TASK TO CARRY OUT —
From the entries, copy out every line in which the word "impl" is found.

RAW DATA —
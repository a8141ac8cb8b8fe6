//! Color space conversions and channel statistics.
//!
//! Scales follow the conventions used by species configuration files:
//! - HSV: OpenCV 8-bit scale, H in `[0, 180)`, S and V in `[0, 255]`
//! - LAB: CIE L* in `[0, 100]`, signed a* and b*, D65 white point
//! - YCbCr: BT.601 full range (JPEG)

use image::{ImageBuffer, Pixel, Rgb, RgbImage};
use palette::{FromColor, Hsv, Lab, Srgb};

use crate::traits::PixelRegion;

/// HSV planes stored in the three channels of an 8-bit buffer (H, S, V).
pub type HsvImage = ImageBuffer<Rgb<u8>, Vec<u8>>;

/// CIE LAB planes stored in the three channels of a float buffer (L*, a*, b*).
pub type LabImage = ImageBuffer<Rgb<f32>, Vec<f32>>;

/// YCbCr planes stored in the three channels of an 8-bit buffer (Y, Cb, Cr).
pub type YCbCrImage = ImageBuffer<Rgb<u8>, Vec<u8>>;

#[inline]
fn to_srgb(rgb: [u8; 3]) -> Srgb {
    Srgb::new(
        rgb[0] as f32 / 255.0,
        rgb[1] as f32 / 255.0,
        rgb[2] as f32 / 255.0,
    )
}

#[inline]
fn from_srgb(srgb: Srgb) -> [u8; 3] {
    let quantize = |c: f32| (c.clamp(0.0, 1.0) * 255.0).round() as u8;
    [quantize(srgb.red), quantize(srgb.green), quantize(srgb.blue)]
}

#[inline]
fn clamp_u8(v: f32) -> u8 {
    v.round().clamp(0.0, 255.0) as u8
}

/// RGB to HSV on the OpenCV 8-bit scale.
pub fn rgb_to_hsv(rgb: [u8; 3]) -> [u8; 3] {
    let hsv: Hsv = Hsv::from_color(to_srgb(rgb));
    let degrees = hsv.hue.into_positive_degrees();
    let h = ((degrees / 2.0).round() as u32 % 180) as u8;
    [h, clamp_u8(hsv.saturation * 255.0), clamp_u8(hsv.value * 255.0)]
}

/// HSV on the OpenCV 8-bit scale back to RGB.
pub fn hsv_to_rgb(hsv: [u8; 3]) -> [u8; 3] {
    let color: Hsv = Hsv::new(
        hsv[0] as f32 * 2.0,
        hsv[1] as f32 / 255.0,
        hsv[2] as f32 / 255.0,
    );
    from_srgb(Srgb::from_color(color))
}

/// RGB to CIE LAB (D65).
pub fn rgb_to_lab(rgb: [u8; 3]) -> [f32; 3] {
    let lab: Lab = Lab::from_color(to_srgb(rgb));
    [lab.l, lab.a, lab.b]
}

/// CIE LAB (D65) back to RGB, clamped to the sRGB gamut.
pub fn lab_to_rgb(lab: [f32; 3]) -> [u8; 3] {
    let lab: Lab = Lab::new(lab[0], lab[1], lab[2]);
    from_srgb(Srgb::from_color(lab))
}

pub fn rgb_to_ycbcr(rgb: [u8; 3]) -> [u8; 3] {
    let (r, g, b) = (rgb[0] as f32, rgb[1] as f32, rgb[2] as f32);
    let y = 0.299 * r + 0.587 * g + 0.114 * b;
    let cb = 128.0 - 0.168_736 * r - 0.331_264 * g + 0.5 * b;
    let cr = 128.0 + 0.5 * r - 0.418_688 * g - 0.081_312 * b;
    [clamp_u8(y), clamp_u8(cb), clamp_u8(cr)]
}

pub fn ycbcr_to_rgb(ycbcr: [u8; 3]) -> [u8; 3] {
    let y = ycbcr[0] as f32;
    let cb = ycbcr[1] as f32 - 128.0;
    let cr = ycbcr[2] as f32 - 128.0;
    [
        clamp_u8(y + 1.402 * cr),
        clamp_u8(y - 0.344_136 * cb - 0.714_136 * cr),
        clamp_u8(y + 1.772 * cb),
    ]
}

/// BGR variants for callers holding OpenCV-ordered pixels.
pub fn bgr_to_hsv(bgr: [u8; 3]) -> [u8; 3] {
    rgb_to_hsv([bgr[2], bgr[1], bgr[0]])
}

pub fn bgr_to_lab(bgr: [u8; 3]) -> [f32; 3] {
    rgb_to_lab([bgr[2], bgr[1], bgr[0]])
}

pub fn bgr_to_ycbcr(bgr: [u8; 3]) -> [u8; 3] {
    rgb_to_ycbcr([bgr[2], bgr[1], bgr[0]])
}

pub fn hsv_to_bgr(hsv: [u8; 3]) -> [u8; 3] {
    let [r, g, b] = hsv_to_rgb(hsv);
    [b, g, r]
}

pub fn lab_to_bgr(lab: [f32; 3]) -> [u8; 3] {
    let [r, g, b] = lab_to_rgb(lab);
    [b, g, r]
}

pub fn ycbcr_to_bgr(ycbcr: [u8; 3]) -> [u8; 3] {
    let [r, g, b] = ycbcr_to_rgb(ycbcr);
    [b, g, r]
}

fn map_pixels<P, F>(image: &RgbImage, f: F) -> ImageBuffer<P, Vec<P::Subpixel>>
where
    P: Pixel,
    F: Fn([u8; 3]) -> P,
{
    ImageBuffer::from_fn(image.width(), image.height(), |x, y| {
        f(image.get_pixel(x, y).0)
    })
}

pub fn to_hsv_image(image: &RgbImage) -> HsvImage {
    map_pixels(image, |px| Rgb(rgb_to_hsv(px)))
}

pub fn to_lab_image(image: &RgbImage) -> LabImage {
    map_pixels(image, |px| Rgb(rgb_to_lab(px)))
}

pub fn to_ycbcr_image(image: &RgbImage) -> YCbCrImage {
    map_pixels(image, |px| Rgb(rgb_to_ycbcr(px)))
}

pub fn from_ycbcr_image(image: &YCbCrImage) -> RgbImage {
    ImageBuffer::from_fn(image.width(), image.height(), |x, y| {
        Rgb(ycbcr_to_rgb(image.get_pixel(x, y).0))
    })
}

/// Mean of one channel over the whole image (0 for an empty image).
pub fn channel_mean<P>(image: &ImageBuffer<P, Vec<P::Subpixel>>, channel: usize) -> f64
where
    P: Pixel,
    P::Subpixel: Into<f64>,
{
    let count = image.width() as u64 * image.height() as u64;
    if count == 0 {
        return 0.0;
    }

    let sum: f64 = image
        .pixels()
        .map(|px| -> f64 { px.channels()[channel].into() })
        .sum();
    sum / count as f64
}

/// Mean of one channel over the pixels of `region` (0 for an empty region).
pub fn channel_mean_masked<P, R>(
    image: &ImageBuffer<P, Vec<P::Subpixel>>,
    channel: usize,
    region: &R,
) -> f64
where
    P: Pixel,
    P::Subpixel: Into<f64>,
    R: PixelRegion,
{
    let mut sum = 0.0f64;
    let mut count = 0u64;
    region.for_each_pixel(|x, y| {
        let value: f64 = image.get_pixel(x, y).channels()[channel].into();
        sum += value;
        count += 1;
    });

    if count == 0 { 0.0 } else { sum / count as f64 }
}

---

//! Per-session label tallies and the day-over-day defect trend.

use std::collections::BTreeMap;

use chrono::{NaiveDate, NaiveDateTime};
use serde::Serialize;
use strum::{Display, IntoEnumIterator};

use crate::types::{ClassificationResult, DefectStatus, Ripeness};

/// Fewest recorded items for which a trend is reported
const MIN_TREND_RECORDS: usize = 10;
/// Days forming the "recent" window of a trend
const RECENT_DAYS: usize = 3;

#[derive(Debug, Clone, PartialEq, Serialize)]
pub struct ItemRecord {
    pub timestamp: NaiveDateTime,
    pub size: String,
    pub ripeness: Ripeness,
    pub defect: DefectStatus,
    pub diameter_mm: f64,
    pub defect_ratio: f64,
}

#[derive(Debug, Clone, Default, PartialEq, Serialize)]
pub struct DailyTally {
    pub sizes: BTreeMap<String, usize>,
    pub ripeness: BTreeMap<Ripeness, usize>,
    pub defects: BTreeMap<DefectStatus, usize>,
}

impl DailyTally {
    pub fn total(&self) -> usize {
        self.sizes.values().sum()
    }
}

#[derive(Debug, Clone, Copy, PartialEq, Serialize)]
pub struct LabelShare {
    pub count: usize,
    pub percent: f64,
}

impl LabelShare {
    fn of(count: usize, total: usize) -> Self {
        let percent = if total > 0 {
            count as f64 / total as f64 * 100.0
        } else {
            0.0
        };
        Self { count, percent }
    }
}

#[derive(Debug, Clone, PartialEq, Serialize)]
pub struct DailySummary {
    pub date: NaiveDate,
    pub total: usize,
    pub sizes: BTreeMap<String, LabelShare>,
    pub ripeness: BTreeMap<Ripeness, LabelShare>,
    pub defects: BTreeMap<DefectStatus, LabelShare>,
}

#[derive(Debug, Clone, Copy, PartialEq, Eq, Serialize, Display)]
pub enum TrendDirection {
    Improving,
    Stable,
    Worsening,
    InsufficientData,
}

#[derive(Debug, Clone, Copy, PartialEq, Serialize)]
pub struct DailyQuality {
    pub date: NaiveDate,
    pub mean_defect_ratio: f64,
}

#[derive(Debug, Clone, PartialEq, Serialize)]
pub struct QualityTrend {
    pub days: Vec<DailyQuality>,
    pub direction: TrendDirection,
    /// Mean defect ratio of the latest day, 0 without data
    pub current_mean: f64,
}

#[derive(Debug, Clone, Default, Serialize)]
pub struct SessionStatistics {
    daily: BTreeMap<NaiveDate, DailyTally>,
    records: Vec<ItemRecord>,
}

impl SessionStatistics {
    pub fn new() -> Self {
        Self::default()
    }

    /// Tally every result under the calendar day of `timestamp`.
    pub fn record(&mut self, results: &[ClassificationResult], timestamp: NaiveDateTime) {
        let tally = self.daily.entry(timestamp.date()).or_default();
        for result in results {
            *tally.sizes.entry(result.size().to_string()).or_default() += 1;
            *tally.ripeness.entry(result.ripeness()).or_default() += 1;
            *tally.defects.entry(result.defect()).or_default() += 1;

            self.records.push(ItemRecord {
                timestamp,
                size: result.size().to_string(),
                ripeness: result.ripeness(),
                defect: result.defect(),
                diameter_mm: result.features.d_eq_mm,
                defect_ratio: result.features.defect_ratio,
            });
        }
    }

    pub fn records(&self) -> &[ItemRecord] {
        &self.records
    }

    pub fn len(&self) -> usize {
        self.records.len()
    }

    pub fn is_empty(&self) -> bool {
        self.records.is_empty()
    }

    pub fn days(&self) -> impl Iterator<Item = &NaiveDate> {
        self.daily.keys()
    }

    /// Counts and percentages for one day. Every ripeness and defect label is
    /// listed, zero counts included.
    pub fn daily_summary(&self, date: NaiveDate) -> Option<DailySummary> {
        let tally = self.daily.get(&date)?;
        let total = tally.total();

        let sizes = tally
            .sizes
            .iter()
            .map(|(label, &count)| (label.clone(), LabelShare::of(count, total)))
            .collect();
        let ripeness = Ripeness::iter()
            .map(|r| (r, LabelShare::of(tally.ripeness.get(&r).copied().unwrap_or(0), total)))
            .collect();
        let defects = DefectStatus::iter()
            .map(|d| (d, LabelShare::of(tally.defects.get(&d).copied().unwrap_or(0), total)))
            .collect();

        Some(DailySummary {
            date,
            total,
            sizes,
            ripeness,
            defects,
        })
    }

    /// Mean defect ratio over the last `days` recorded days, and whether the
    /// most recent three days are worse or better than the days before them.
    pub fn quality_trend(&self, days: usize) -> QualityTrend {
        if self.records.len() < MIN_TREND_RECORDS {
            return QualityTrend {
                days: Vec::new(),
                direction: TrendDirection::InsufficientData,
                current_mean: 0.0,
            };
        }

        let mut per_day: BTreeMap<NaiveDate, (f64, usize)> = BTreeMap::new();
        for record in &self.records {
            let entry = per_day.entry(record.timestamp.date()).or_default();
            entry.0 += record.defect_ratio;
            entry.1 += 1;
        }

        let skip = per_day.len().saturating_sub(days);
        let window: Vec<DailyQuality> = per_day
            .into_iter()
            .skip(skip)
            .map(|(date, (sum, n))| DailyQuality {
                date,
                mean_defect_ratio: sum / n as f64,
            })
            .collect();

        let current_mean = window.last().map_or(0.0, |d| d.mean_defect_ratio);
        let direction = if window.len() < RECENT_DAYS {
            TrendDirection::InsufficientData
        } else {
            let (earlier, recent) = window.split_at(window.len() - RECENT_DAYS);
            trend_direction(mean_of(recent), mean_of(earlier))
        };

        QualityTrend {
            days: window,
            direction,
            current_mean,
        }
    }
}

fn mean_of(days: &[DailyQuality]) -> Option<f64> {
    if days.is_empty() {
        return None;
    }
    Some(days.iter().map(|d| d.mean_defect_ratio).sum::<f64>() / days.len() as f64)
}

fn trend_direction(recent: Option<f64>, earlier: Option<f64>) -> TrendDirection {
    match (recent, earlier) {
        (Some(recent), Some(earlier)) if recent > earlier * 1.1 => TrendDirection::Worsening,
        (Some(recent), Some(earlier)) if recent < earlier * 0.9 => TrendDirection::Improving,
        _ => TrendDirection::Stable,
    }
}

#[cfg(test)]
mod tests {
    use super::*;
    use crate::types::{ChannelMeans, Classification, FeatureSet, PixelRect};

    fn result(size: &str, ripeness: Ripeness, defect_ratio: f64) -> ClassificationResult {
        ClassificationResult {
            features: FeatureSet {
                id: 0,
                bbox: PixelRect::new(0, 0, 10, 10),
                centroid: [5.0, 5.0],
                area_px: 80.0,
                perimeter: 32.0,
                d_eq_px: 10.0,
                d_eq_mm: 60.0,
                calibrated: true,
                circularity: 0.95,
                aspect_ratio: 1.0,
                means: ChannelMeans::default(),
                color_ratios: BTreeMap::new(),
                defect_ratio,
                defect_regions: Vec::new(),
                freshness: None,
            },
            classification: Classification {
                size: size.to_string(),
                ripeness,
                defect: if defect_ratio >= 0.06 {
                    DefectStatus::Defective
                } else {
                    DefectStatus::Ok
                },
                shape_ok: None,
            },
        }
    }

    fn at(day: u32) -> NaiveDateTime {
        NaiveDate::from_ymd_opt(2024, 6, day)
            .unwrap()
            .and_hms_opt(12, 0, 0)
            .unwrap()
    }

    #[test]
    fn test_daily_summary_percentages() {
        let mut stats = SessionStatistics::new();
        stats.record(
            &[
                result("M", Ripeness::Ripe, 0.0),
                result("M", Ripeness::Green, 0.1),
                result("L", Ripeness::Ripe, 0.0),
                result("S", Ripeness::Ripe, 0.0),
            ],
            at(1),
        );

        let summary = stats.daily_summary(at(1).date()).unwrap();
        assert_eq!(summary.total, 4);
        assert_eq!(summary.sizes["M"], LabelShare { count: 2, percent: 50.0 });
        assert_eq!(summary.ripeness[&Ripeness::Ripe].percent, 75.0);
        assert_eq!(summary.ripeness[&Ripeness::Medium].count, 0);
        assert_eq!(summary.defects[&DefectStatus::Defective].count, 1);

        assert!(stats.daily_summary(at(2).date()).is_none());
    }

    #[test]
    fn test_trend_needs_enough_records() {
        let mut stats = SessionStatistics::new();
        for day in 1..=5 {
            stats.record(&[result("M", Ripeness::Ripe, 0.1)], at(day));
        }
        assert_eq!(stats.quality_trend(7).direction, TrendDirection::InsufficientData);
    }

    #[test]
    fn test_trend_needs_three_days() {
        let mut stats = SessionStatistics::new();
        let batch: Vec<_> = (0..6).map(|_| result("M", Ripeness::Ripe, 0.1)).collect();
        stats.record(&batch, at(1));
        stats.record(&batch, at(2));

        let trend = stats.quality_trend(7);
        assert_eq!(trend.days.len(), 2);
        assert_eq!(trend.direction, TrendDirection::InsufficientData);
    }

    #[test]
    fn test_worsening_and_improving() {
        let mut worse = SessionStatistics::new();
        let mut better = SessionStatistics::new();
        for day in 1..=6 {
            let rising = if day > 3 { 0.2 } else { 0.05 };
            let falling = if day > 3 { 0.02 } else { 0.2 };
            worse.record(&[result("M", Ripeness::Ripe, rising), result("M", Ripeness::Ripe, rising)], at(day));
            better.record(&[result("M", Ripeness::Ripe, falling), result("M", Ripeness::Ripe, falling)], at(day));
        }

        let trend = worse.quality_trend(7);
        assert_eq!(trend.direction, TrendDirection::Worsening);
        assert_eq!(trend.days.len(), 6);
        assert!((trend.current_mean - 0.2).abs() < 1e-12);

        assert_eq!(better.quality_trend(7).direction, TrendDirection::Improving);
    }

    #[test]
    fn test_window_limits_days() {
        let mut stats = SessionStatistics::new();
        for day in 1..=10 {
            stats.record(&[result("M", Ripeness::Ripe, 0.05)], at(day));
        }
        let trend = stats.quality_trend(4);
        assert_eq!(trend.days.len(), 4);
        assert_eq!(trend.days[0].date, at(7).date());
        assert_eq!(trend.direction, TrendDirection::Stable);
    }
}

TASK RESULT —
impl DailyTally {
impl LabelShare {
impl SessionStatistics {
    pub fn days(&self) -> impl Iterator<Item = &NaiveDate> {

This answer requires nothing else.